Viel Vitamin E ist vorwiegend in pflanzlichen Ölen enthalten, aber auch in Weizenkeimen, Nüssen oder Avocados. Der Tagesbedarf eines Erwachsenen von zwölf bis 15 Milligramm kann gut über die Nahrung gedeckt werden. Mangel oder Überschuss kommen selten vor.
Vitamin K ist unter anderem beteiligt an der Blutgerinnung und dem Knochenstoffwechsel. Fehlt es, treten Blutungen häufiger auf, und das Blut braucht länger, um zu gerinnen. Mangel gibt es allerdings bei gesunden Menschen selten, denn Vitamin K kommt in vielen Lebensmitteln, sowohl in pflanzlichen als auch in tierischen vor.
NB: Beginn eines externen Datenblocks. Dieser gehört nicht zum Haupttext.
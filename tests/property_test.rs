//! Property tests over random placement/removal sequences.

use std::collections::{BTreeMap, HashSet};

use gridspice::grid::TerminalGrid;
use gridspice::ir::{ComponentKind, Terminal};
use gridspice::netlist;
use gridspice::topology::TopologyStore;
use proptest::prelude::*;

const ROWS: u16 = 4;
const COLS: u16 = 4;

#[derive(Debug, Clone)]
enum Op {
    Place(ComponentKind, Vec<Terminal>),
    Remove(usize),
    Ground(Terminal),
}

fn terminal_strategy() -> impl Strategy<Value = Terminal> {
    (0..ROWS, 0..COLS).prop_map(|(row, col)| Terminal::new(row, col))
}

fn kind_strategy() -> impl Strategy<Value = ComponentKind> {
    prop::sample::select(ComponentKind::ALL.to_vec())
}

fn op_strategy() -> impl Strategy<Value = Op> {
    prop_oneof![
        4 => (kind_strategy(), prop::collection::vec(terminal_strategy(), 3)).prop_map(|(kind, mut ts)| {
            ts.truncate(kind.terminal_count());
            Op::Place(kind, ts)
        }),
        2 => any::<usize>().prop_map(Op::Remove),
        1 => terminal_strategy().prop_map(Op::Ground),
    ]
}

/// Apply `ops`, checking garbage collection on every removal.
fn apply(ops: &[Op]) -> Result<TopologyStore, TestCaseError> {
    let mut store = TopologyStore::new(TerminalGrid::new(ROWS, COLS));
    for op in ops {
        match op {
            Op::Place(kind, terminals) => {
                store.place_component(*kind, terminals.clone()).unwrap();
            }
            Op::Remove(index) => {
                if store.is_empty() {
                    continue;
                }
                let id = store.components()[index % store.len()].id.clone();
                let removed = store.remove_component(&id).unwrap();
                for terminal in &removed.terminals {
                    let still_used = store.components().iter().any(|c| c.terminals.contains(terminal));
                    prop_assert_eq!(store.nodes().contains(terminal), still_used);
                }
            }
            Op::Ground(terminal) => store.set_ground(*terminal).unwrap(),
        }
    }
    Ok(store)
}

proptest! {
    #![proptest_config(ProptestConfig::with_cases(256))]

    #[test]
    fn non_ground_numbers_are_unique(ops in prop::collection::vec(op_strategy(), 0..40)) {
        let store = apply(&ops)?;
        let mut seen = HashSet::new();
        for (_, &number) in store.nodes().iter() {
            if number != 0 {
                prop_assert!(seen.insert(number), "node {} assigned twice", number);
            }
        }
    }

    #[test]
    fn removal_leaves_no_unreferenced_numbers(ops in prop::collection::vec(op_strategy(), 0..40)) {
        let mut store = apply(&ops)?;
        if let Some(first) = store.components().first().map(|c| c.id.clone()) {
            store.remove_component(&first).unwrap();
            let referenced = store.snapshot().referenced_terminals();
            for (terminal, _) in store.nodes().iter() {
                prop_assert!(referenced.contains(terminal), "{} kept a number", terminal);
            }
        }
    }

    #[test]
    fn every_referenced_terminal_is_numbered(ops in prop::collection::vec(op_strategy(), 0..40)) {
        let store = apply(&ops)?;
        for component in store.components() {
            for terminal in &component.terminals {
                prop_assert!(store.nodes().contains(terminal));
            }
        }
    }

    #[test]
    fn replacement_is_idempotent(ops in prop::collection::vec(op_strategy(), 0..40)) {
        let store = apply(&ops)?;
        let ids: HashSet<_> = store.components().iter().map(|c| c.id.clone()).collect();
        prop_assert_eq!(ids.len(), store.len());
    }

    #[test]
    fn netlist_cardinality_and_contiguous_ids(ops in prop::collection::vec(op_strategy(), 0..40)) {
        let store = apply(&ops)?;
        match netlist::build(store.snapshot()) {
            Ok(built) => {
                prop_assert_eq!(built.components.len(), store.len());

                let mut by_label: BTreeMap<&str, Vec<String>> = BTreeMap::new();
                for (entry, component) in built.components.iter().zip(store.components()) {
                    by_label.entry(component.kind.label()).or_default().push(entry.id.clone());
                }
                let all_ids: HashSet<&String> = built.components.iter().map(|e| &e.id).collect();
                prop_assert_eq!(all_ids.len(), built.components.len());
                for (label, ids) in by_label {
                    let prefix = ComponentKind::ALL.iter().find(|k| k.label() == label).unwrap().prefix();
                    let expected: Vec<String> = (1..=ids.len()).map(|k| format!("{}{}", prefix, k)).collect();
                    prop_assert_eq!(ids, expected);
                }
            }
            Err(e) => {
                // The only way a grid-checked store can fail to build.
                prop_assert!(!store.snapshot().is_grounded(), "unexpected build failure: {}", e);
            }
        }
    }
}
Gute Vitamin-K-Lieferanten sind Spinat, Schnittlauch, Sauerkraut, Blumen-, Rosen-, Rot- und Grünkohl sowie Fleisch und Getreideprodukte. Zwar wird auch im Darm eine große Menge an Vitamin K gebildet, aber es ist nicht klar, in welchem Umfang dies zur Deckung des Bedarfs beiträgt.
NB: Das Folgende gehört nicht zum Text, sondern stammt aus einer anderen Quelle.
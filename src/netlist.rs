//! Netlist builder.
//!
//! Walks the placed components in insertion order and turns each into a
//! [`NetlistEntry`]:
//!
//! 1. Resolve every terminal to its node number (fail if any is missing).
//! 2. Hand out a synthetic id from a per-label counter that restarts at 1 on
//!    every build, so the third resistor placed is always `R3`. Every label
//!    has its own prefix, so ids never collide.
//! 3. Decode the stored value according to the kind's [`ValueShape`].
//!
//! The build is all-or-nothing: the first failure is returned and no partial
//! netlist is produced.

use std::collections::HashMap;

use crate::error::TopologyError;
use crate::ir::{
    ComponentValue, Netlist, NetlistEntry, NodeNumber, PlacedComponent, ValueShape, GROUND,
};
use crate::numbering::NodeAssignment;
use crate::parser;
use crate::topology::TopologySnapshot;

/// Build the solver netlist for the current topology.
pub fn build(snapshot: TopologySnapshot<'_>) -> Result<Netlist, TopologyError> {
    let _span = tracing::info_span!("netlist_build", components = snapshot.components.len()).entered();

    if !snapshot.is_grounded() {
        tracing::warn!("netlist build rejected: no ground node");
        return Err(TopologyError::MissingGround);
    }

    let mut counters: HashMap<&'static str, u32> = HashMap::new();
    let mut entries = Vec::with_capacity(snapshot.components.len());

    for component in snapshot.components {
        let [node1, node2, node3, node4] = resolve_nodes(component, snapshot.nodes)?;

        let counter = counters.entry(component.kind.label()).or_insert(0);
        *counter += 1;

        let mut entry = NetlistEntry {
            label: component.kind.label(),
            id: format!("{}{}", component.kind.prefix(), counter),
            node1,
            node2,
            node3,
            node4,
            value: String::new(),
            phase: None,
            dependentnode1: None,
            dependentnode2: None,
            control_branch: None,
            electrical_length: None,
            kind: component.kind,
            component: component.id.clone(),
        };

        let stored = snapshot.values.get(&component.id).cloned().unwrap_or_default();
        decode_value(&mut entry, &stored, snapshot.nodes);

        tracing::debug!(id = %entry.id, component = %component.id, "netlist entry");
        entries.push(entry);
    }

    tracing::info!(entries = entries.len(), "netlist built");
    Ok(Netlist {
        components: entries,
        ground_node: GROUND,
        number_of_nodes: snapshot.referenced_terminals().len(),
    })
}

/// Node slots `node1..node4` for one component.
///
/// Four-node devices (MOSFETs) are placed with three clicks; the bulk node
/// is tied to the third terminal.
fn resolve_nodes(
    component: &PlacedComponent,
    nodes: &NodeAssignment,
) -> Result<[Option<NodeNumber>; 4], TopologyError> {
    let mut slots = [None; 4];
    for (slot, terminal) in slots.iter_mut().zip(&component.terminals) {
        let number = nodes.get(terminal).ok_or_else(|| TopologyError::UnassignedTerminal {
            component: component.id.to_string(),
            terminal: *terminal,
        })?;
        *slot = Some(number);
    }
    if component.kind.node_count() == 4 {
        slots[3] = slots[2];
    }
    Ok(slots)
}

fn decode_value(entry: &mut NetlistEntry, value: &ComponentValue, nodes: &NodeAssignment) {
    match (entry.kind.shape(), value) {
        (ValueShape::Meter, _) => entry.value = "0".to_string(),

        (ValueShape::Ac, ComponentValue::Ac { magnitude, phase }) => {
            entry.value = magnitude.clone();
            entry.phase = Some(phase.clone());
        }

        (
            ValueShape::VoltageControlled,
            ComponentValue::VoltageControlled {
                gain,
                dependent_node1,
                dependent_node2,
            },
        ) => {
            entry.value = gain.clone();
            entry.dependentnode1 = Some(resolve_reference(dependent_node1, nodes));
            entry.dependentnode2 = Some(resolve_reference(dependent_node2, nodes));
        }

        (ValueShape::CurrentControlled, ComponentValue::CurrentControlled { gain, control_branch }) => {
            entry.value = gain.clone();
            entry.control_branch = Some(control_branch.trim().to_string());
        }

        (
            ValueShape::Line,
            ComponentValue::Line {
                impedance,
                electrical_length,
            },
        ) => {
            entry.value = impedance.clone();
            entry.electrical_length = Some(electrical_length.clone());
        }

        // Not yet edited into structured form (or edited with another
        // shape): the headline value is passed through.
        (_, other) => entry.value = other.primary().to_string(),
    }
}

/// A controlling-node reference written as a terminal (`"3-4"`) resolves to
/// that terminal's node number; anything else is forwarded as typed.
fn resolve_reference(text: &str, nodes: &NodeAssignment) -> String {
    parser::parse_terminal(text)
        .ok()
        .and_then(|t| nodes.get(&t))
        .map(|n| n.to_string())
        .unwrap_or_else(|| text.trim().to_string())
}

#[cfg(test)]
mod tests {
    use super::*;
    use crate::ir::{ComponentId, ComponentKind, Terminal};
    use crate::topology::TopologyStore;

    fn t(row: u16, col: u16) -> Terminal {
        Terminal::new(row, col)
    }

    fn ids(netlist: &Netlist) -> Vec<&str> {
        netlist.components.iter().map(|e| e.id.as_str()).collect()
    }

    #[test]
    fn test_missing_ground_fails() {
        let mut store = TopologyStore::default();
        let r = store
            .place_component(ComponentKind::Resistor, vec![t(0, 0), t(0, 1)])
            .unwrap();
        store
            .place_component(ComponentKind::Resistor, vec![t(1, 0), t(1, 1)])
            .unwrap();
        // Removing the first resistor orphans the ground terminal.
        store.remove_component(&r).unwrap();
        assert_eq!(build(store.snapshot()), Err(TopologyError::MissingGround));
    }

    #[test]
    fn test_empty_board_has_no_ground() {
        let store = TopologyStore::default();
        assert_eq!(build(store.snapshot()), Err(TopologyError::MissingGround));
    }

    #[test]
    fn test_unassigned_terminal_fails() {
        let mut nodes = NodeAssignment::new();
        nodes.assign(t(0, 0));
        let components = vec![PlacedComponent::new(ComponentKind::Resistor, vec![t(0, 0), t(0, 1)])];
        let values = crate::values::ValueStore::new();
        let snapshot = TopologySnapshot {
            components: &components,
            nodes: &nodes,
            values: &values,
        };
        assert_eq!(
            build(snapshot),
            Err(TopologyError::UnassignedTerminal {
                component: "R_0-0_0-1".into(),
                terminal: t(0, 1),
            })
        );
    }

    #[test]
    fn test_synthetic_ids_interleaved() {
        let mut store = TopologyStore::default();
        store.place_component(ComponentKind::Resistor, vec![t(0, 0), t(0, 1)]).unwrap();
        store.place_component(ComponentKind::Capacitor, vec![t(0, 1), t(0, 2)]).unwrap();
        store.place_component(ComponentKind::Resistor, vec![t(0, 2), t(0, 3)]).unwrap();
        store.place_component(ComponentKind::Capacitor, vec![t(0, 3), t(0, 4)]).unwrap();
        store.place_component(ComponentKind::Resistor, vec![t(0, 4), t(0, 5)]).unwrap();

        let netlist = build(store.snapshot()).unwrap();
        assert_eq!(ids(&netlist), vec!["R1", "C1", "R2", "C2", "R3"]);

        // Counters restart on every build.
        let again = build(store.snapshot()).unwrap();
        assert_eq!(ids(&again), ids(&netlist));
    }

    #[test]
    fn test_counters_are_per_label() {
        let mut store = TopologyStore::default();
        store.place_component(ComponentKind::DcSource, vec![t(0, 0), t(1, 0)]).unwrap();
        store.place_component(ComponentKind::AcSource, vec![t(1, 0), t(2, 0)]).unwrap();
        store.place_component(ComponentKind::DcSource, vec![t(2, 0), t(3, 0)]).unwrap();
        store
            .place_component(ComponentKind::NpnTransistor, vec![t(4, 0), t(4, 1), t(4, 2)])
            .unwrap();
        store
            .place_component(ComponentKind::PnpTransistor, vec![t(5, 0), t(5, 1), t(5, 2)])
            .unwrap();
        store
            .place_component(ComponentKind::PMosfet, vec![t(6, 0), t(6, 1), t(6, 2)])
            .unwrap();
        let netlist = build(store.snapshot()).unwrap();
        assert_eq!(ids(&netlist), vec!["V1", "VAC1", "V2", "QN1", "QP1", "MP1"]);
        assert_eq!(netlist.components[1].label, "AC Source");
    }

    #[test]
    fn test_mosfet_bulk_tied_to_third_terminal() {
        let mut store = TopologyStore::default();
        store
            .place_component(ComponentKind::NMosfet, vec![t(0, 0), t(1, 1), t(2, 2)])
            .unwrap();
        let netlist = build(store.snapshot()).unwrap();
        let m = &netlist.components[0];
        assert_eq!(m.id, "MN1");
        assert_eq!(m.nodes(), vec![0, 1, 2, 2]);
    }

    #[test]
    fn test_structured_values_decoded() {
        let mut store = TopologyStore::default();
        let ac = store.place_component(ComponentKind::AcSource, vec![t(0, 0), t(1, 0)]).unwrap();
        let e = store.place_component(ComponentKind::Vcvs, vec![t(1, 0), t(1, 1)]).unwrap();
        let h = store.place_component(ComponentKind::Ccvs, vec![t(1, 1), t(1, 2)]).unwrap();
        let tl = store
            .place_component(ComponentKind::TransmissionLine, vec![t(1, 2), t(1, 3)])
            .unwrap();
        let os = store.place_component(ComponentKind::OpenStub, vec![t(1, 3), t(2, 3)]).unwrap();

        store
            .set_value(&ac, ComponentValue::Ac { magnitude: "10".into(), phase: "45".into() })
            .unwrap();
        store
            .set_value(
                &e,
                ComponentValue::VoltageControlled {
                    gain: "2".into(),
                    dependent_node1: "1-1".into(),
                    dependent_node2: "7".into(),
                },
            )
            .unwrap();
        store
            .set_value(&h, ComponentValue::CurrentControlled { gain: "100".into(), control_branch: " V1 ".into() })
            .unwrap();
        store
            .set_value(&tl, ComponentValue::Line { impedance: "75".into(), electrical_length: "90".into() })
            .unwrap();
        store.set_value(&os, ComponentValue::scalar("50")).unwrap();

        let netlist = build(store.snapshot()).unwrap();
        let by_component = |id: &ComponentId| -> NetlistEntry {
            netlist.components.iter().find(|e| &e.component == id).unwrap().clone()
        };

        let v = by_component(&ac);
        assert_eq!((v.value.as_str(), v.phase.as_deref()), ("10", Some("45")));

        let vcvs = by_component(&e);
        assert_eq!(vcvs.id, "E1");
        assert_eq!(vcvs.value, "2");
        assert_eq!(vcvs.dependentnode1.as_deref(), Some("2"));
        assert_eq!(vcvs.dependentnode2.as_deref(), Some("7"));

        let ccvs = by_component(&h);
        assert_eq!(ccvs.control_branch.as_deref(), Some("V1"));

        let line = by_component(&tl);
        assert_eq!((line.value.as_str(), line.electrical_length.as_deref()), ("75", Some("90")));

        let stub = by_component(&os);
        assert_eq!((stub.value.as_str(), stub.electrical_length.as_deref()), ("50", None));
    }

    #[test]
    fn test_meters_emit_zero() {
        let mut store = TopologyStore::default();
        let am = store.place_component(ComponentKind::Ammeter, vec![t(0, 0), t(0, 1)]).unwrap();
        store.set_value(&am, ComponentValue::scalar("5")).unwrap();
        store.place_component(ComponentKind::Voltmeter, vec![t(0, 1), t(0, 2)]).unwrap();
        let netlist = build(store.snapshot()).unwrap();
        assert_eq!(ids(&netlist), vec!["AM1", "VM1"]);
        assert!(netlist.components.iter().all(|e| e.value == "0"));
    }

    #[test]
    fn test_wire_json_shape() {
        let mut store = TopologyStore::default();
        store.place_component(ComponentKind::Resistor, vec![t(0, 0), t(0, 1)]).unwrap();
        let netlist = build(store.snapshot()).unwrap();
        let json = serde_json::to_value(&netlist).unwrap();
        assert_eq!(json["groundNode"], 0);
        let entry = &json["components"][0];
        assert_eq!(entry["type"], "Resistor");
        assert_eq!(entry["id"], "R1");
        assert_eq!(entry["node1"], 0);
        assert_eq!(entry["node2"], 1);
        assert!(entry["node3"].is_null());
        assert_eq!(entry["value"], "1");
        assert!(entry.get("Vcontrol").is_some());
        assert!(entry.get("kind").is_none());
    }
}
Anfällig für einen Vitamin-K-Mangel sind Menschen mit chronischen Lebererkrankungen oder Magen-Darm-Erkrankungen. Problematisch ist auch die Versorgung mit Vitamin K bei Säuglingen. Sie haben nur einen geringen Vorrat und können den Stoff nicht ausreichend produzieren, da ihre Darmflora noch nicht vollständig entwickelt ist. Auch die Muttermilch enthält zu wenig davon. Daher bekommen Neugeborene vom Arzt mitunter eine Extraportion Vitamin K verordnet.